ASSIGNMENT: Scan the records for "List". Report each line that includes it.

(ENTRIES SHOWN)

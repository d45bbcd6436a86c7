//! # Generic Messages
//!
//! Requests sent from a [`ResourceClient`](crate::framework::ResourceClient) to its
//! [`ResourceActor`](crate::framework::ResourceActor).

use crate::framework::entity::ActorEntity;
use crate::framework::error::FrameworkError;
use std::sync::Arc;
use tokio::sync::oneshot;

/// Type alias for the one-shot response channel used by actors.
pub type Response<T> = oneshot::Sender<Result<T, FrameworkError>>;

/// An immutable view of every entity held by an actor, in id order.
pub type Snapshot<T> = Arc<[T]>;

/// Internal message type sent to the actor to request operations.
///
/// The variants map onto the usual CRUD lifecycle, plus `List` which returns the
/// same snapshot subscribers receive.
#[derive(Debug)]
pub enum ResourceRequest<T: ActorEntity> {
    Create {
        params: T::Create,
        respond_to: Response<T::Id>,
    },
    Get {
        id: T::Id,
        respond_to: Response<Option<T>>,
    },
    List {
        respond_to: Response<Snapshot<T>>,
    },
    Update {
        id: T::Id,
        update: T::Update,
        respond_to: Response<T>,
    },
    Delete {
        id: T::Id,
        respond_to: Response<()>,
    },
}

(End ENTRIES SHOWN)

OUTPUT FOR THIS EXERCISE:
/// The variants map onto the usual CRUD lifecycle, plus `List` which returns the
    List {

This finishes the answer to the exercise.